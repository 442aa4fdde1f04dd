// Copyright 2019-2023 ChainSafe Systems
// SPDX-License-Identifier: Apache-2.0, MIT

//! Proving-period scheduling. Every head change is a chance to notice that a
//! new proving period has started; at most one proof-of-spacetime is
//! generated and submitted per period.

use std::collections::HashMap;
use std::sync::Arc;
use std::time::Duration;

use fvm_ipld_encoding::{BytesSer, RawBytes};
use fvm_shared::address::Address;
use fvm_shared::clock::ChainEpoch;
use fvm_shared::econ::TokenAmount;
use log::{debug, error, warn};
use num_traits::Zero;
use parking_lot::Mutex;
use sha2::{Digest, Sha256};

use crate::commitments::{CommR, Commitments, PoStChallengeSeed};
use crate::error::Error;
use crate::porcelain::MinerPorcelain;
use crate::sectorbuilder::{GeneratePoStRequest, SectorBuilder};

/// Length of a proving period in blocks. Shared with the miner actor.
pub const PROVING_PERIOD_BLOCKS: ChainEpoch = 2000;

// TODO: replace these with queries to pick a reasonable gas price and limit.
const SUBMIT_POST_GAS_PRICE: u64 = 0;
const SUBMIT_POST_GAS_LIMIT: u64 = 300;

const SUBMIT_POST_DEADLINE: Duration = Duration::from_secs(10 * 60);

/// A change to the heaviest chain tip, carrying the new height.
#[derive(Debug, Clone, Copy, PartialEq, Eq)]
pub enum HeadChange {
    Apply(ChainEpoch),
}

/// Decides, on every head change, whether to generate and submit a
/// proof-of-spacetime for the current proving period.
pub(crate) struct PoStScheduler<P> {
    miner_addr: Address,
    miner_owner_addr: Address,
    api: Arc<P>,
    sector_builder: Option<Arc<dyn SectorBuilder>>,
    /// Start of the period currently being proved. Not cleared on worker
    /// failure, so an unsuccessful attempt is not retried until the next
    /// period.
    post_in_process: Mutex<Option<ChainEpoch>>,
}

impl<P> PoStScheduler<P>
where
    P: MinerPorcelain + 'static,
{
    pub fn new(
        miner_addr: Address,
        miner_owner_addr: Address,
        api: Arc<P>,
        sector_builder: Option<Arc<dyn SectorBuilder>>,
    ) -> Self {
        PoStScheduler {
            miner_addr,
            miner_owner_addr,
            api,
            sector_builder,
            post_in_process: Mutex::new(None),
        }
    }

    /// Called on every new heaviest tipset. Failures are logged and
    /// contained here; they never propagate to the head-change source.
    pub async fn on_new_heaviest_tipset(&self, height: ChainEpoch) {
        if let Err(err) = self.maybe_generate_post(height).await {
            error!("proving period check failed: {}", err);
        }
    }

    async fn maybe_generate_post(&self, height: ChainEpoch) -> Result<(), Error> {
        let sector_builder = match &self.sector_builder {
            Some(sector_builder) => sector_builder.clone(),
            None => return Ok(()),
        };

        let ret = self
            .api
            .message_query(
                None,
                self.miner_addr,
                "getSectorCommitments",
                RawBytes::default(),
            )
            .await?;
        let commitments: HashMap<String, Commitments> = match ret.first() {
            Some(bytes) => bytes.deserialize()?,
            None => {
                return Err(Error::Other(
                    "empty return from getSectorCommitments".to_string(),
                ))
            }
        };

        let comm_rs: Vec<CommR> = commitments.values().map(|c| c.comm_r).collect();
        if comm_rs.is_empty() {
            // No sector sealed, nothing to prove.
            return Ok(());
        }

        let proving_period_start = self.get_proving_period_start().await?;
        let challenge_seed = post_challenge_seed(proving_period_start);
        let proving_period_end = proving_period_start + PROVING_PERIOD_BLOCKS;

        {
            let mut post_in_process = self.post_in_process.lock();
            if *post_in_process == Some(proving_period_start) {
                // A proof is already being generated for this period.
                return Ok(());
            }
            if height < proving_period_start {
                return Ok(());
            }
            if height >= proving_period_end {
                // TODO: fault accounting for a missed proving period.
                error!(
                    "too late to generate PoSt: start={} end={} current={}",
                    proving_period_start, proving_period_end, height
                );
                return Ok(());
            }
            *post_in_process = Some(proving_period_start);
        }

        let api = self.api.clone();
        let miner_addr = self.miner_addr;
        let miner_owner_addr = self.miner_owner_addr;
        tokio::spawn(async move {
            generate_and_submit_post(
                api,
                sector_builder,
                miner_addr,
                miner_owner_addr,
                proving_period_start,
                proving_period_end,
                challenge_seed,
                comm_rs,
            )
            .await;
        });

        Ok(())
    }

    async fn get_proving_period_start(&self) -> Result<ChainEpoch, Error> {
        let ret = self
            .api
            .message_query(
                None,
                self.miner_addr,
                "getProvingPeriodStart",
                RawBytes::default(),
            )
            .await?;
        match ret.first() {
            Some(bytes) => Ok(bytes.deserialize()?),
            None => Err(Error::Other(
                "empty return from getProvingPeriodStart".to_string(),
            )),
        }
    }

    #[cfg(test)]
    pub(crate) fn post_in_process(&self) -> Option<ChainEpoch> {
        *self.post_in_process.lock()
    }
}

/// Challenge seed for the proving period starting at the given height.
fn post_challenge_seed(proving_period_start: ChainEpoch) -> PoStChallengeSeed {
    let digest = Sha256::digest(proving_period_start.to_be_bytes());
    digest.into()
}

/// Generate the proof and submit it, bailing out if the period ended while
/// the proof was being generated. Failures leave `post_in_process` set for
/// the period.
#[allow(clippy::too_many_arguments)]
async fn generate_and_submit_post<P>(
    api: Arc<P>,
    sector_builder: Arc<dyn SectorBuilder>,
    miner_addr: Address,
    miner_owner_addr: Address,
    proving_period_start: ChainEpoch,
    proving_period_end: ChainEpoch,
    challenge_seed: PoStChallengeSeed,
    comm_rs: Vec<CommR>,
) where
    P: MinerPorcelain,
{
    let req = GeneratePoStRequest {
        comm_rs,
        challenge_seed,
    };
    let res = match sector_builder.generate_post(req).await {
        Ok(res) => res,
        Err(err) => {
            error!("failed to generate PoSt: {}", err);
            return;
        }
    };
    if !res.faults.is_empty() {
        // TODO: proper fault handling before submission.
        warn!("some faults when generating PoSt: {:?}", res.faults);
    }

    let height = match api.chain_block_height().await {
        Ok(height) => height,
        Err(err) => {
            error!(
                "failed to submit PoSt, the current block height can not be determined: {}",
                err
            );
            return;
        }
    };
    if height < proving_period_start {
        error!(
            "PoSt generation took negative block time: {} < {}",
            height, proving_period_start
        );
        return;
    }
    if height >= proving_period_end {
        error!(
            "PoSt generation was too slow: height={} proving_period_end={}",
            height, proving_period_end
        );
        return;
    }

    let params = match RawBytes::serialize(BytesSer(&res.proof)) {
        Ok(params) => params,
        Err(err) => {
            error!("failed to encode PoSt proof: {}", err);
            return;
        }
    };

    let send = api.message_send(
        miner_owner_addr,
        miner_addr,
        TokenAmount::zero(),
        TokenAmount::from_atto(SUBMIT_POST_GAS_PRICE),
        SUBMIT_POST_GAS_LIMIT,
        "submitPoSt",
        params,
    );
    match tokio::time::timeout(SUBMIT_POST_DEADLINE, send).await {
        Ok(Ok(_)) => debug!("submitted PoSt"),
        Ok(Err(err)) => error!("failed to submit PoSt: {}", err),
        Err(_) => error!("timed out submitting PoSt"),
    }
}

#[cfg(test)]
mod tests {
    use super::*;
    use crate::testing::{TestPorcelain, TestSectorBuilder};

    struct Harness {
        scheduler: PoStScheduler<TestPorcelain>,
        api: Arc<TestPorcelain>,
        sector_builder: Arc<TestSectorBuilder>,
    }

    fn harness(proving_period_start: ChainEpoch, sealed_sectors: u64) -> Harness {
        let api = Arc::new(TestPorcelain::default());
        *api.proving_period_start.lock() = proving_period_start;
        *api.block_height.lock() = proving_period_start + 50;
        {
            let mut commitments = api.commitments.lock();
            for i in 0..sealed_sectors {
                commitments.insert(
                    i.to_string(),
                    Commitments {
                        comm_d: [i as u8; 32],
                        comm_r: [i as u8 + 1; 32],
                        comm_r_star: [i as u8 + 2; 32],
                    },
                );
            }
        }
        let sector_builder = Arc::new(TestSectorBuilder::returning_sector(1));
        let scheduler = PoStScheduler::new(
            api.miner_addr,
            api.miner_owner_addr,
            api.clone(),
            Some(sector_builder.clone()),
        );
        Harness {
            scheduler,
            api,
            sector_builder,
        }
    }

    async fn settle() {
        // Let the spawned proof worker run to completion.
        tokio::time::sleep(Duration::from_secs(1)).await;
    }

    #[tokio::test(start_paused = true)]
    async fn submits_one_post_per_period() {
        let h = harness(100, 2);

        h.scheduler.on_new_heaviest_tipset(150).await;
        h.scheduler.on_new_heaviest_tipset(151).await;
        settle().await;

        let sent = h.api.sent.lock();
        assert_eq!(sent.len(), 1);
        assert_eq!(sent[0].method, "submitPoSt");
        assert_eq!(sent[0].to, h.api.miner_addr);
        assert_eq!(h.scheduler.post_in_process(), Some(100));

        // The proof covered every sealed sector.
        let generated = h.sector_builder.generated.lock();
        assert_eq!(generated.len(), 1);
        assert_eq!(generated[0].comm_rs.len(), 2);
    }

    #[tokio::test(start_paused = true)]
    async fn nothing_to_prove_without_sealed_sectors() {
        let h = harness(100, 0);

        h.scheduler.on_new_heaviest_tipset(150).await;
        settle().await;

        assert!(h.api.sent.lock().is_empty());
        assert_eq!(h.scheduler.post_in_process(), None);
    }

    #[tokio::test(start_paused = true)]
    async fn quiet_before_the_period_starts() {
        let h = harness(100, 1);

        h.scheduler.on_new_heaviest_tipset(99).await;
        settle().await;

        assert!(h.api.sent.lock().is_empty());
        assert_eq!(h.scheduler.post_in_process(), None);
    }

    #[tokio::test(start_paused = true)]
    async fn too_late_in_the_period_is_skipped() {
        let h = harness(100, 1);

        h.scheduler
            .on_new_heaviest_tipset(100 + PROVING_PERIOD_BLOCKS)
            .await;
        settle().await;

        assert!(h.api.sent.lock().is_empty());
        assert_eq!(h.scheduler.post_in_process(), None);
    }

    #[tokio::test(start_paused = true)]
    async fn generation_failure_suppresses_retry_within_period() {
        let h = harness(100, 1);
        h.sector_builder.fail_generate_post();

        h.scheduler.on_new_heaviest_tipset(150).await;
        settle().await;
        assert!(h.api.sent.lock().is_empty());

        // Still marked in-process for the period; no second attempt.
        assert_eq!(h.scheduler.post_in_process(), Some(100));
        h.scheduler.on_new_heaviest_tipset(160).await;
        settle().await;
        assert!(h.api.sent.lock().is_empty());
    }

    #[tokio::test(start_paused = true)]
    async fn submission_is_abandoned_when_the_period_ends_mid_proof() {
        let h = harness(100, 1);

        h.scheduler.on_new_heaviest_tipset(150).await;
        // The chain moves past the period end before the proof returns.
        *h.api.block_height.lock() = 100 + PROVING_PERIOD_BLOCKS;
        settle().await;

        assert!(h.api.sent.lock().is_empty());
        assert_eq!(h.scheduler.post_in_process(), Some(100));
    }

    #[tokio::test(start_paused = true)]
    async fn next_period_gets_its_own_post() {
        let h = harness(100, 1);

        h.scheduler.on_new_heaviest_tipset(150).await;
        settle().await;
        assert_eq!(h.api.sent.lock().len(), 1);

        // A new period begins.
        *h.api.proving_period_start.lock() = 100 + PROVING_PERIOD_BLOCKS;
        *h.api.block_height.lock() = 100 + PROVING_PERIOD_BLOCKS + 50;
        h.scheduler
            .on_new_heaviest_tipset(100 + PROVING_PERIOD_BLOCKS + 50)
            .await;
        settle().await;

        assert_eq!(h.api.sent.lock().len(), 2);
        assert_eq!(
            h.scheduler.post_in_process(),
            Some(100 + PROVING_PERIOD_BLOCKS)
        );
    }

    #[test]
    fn challenge_seed_is_stable_per_period() {
        assert_eq!(post_challenge_seed(100), post_challenge_seed(100));
        assert_ne!(post_challenge_seed(100), post_challenge_seed(2100));
    }
}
• • • • • • •
> **Exercise details**: Report every line from the material above that mentions the word "TestSectorBuilder".

> **Answer**:
    use crate::testing::{TestPorcelain, TestSectorBuilder};
        sector_builder: Arc<TestSectorBuilder>,
        let sector_builder = Arc::new(TestSectorBuilder::returning_sector(1));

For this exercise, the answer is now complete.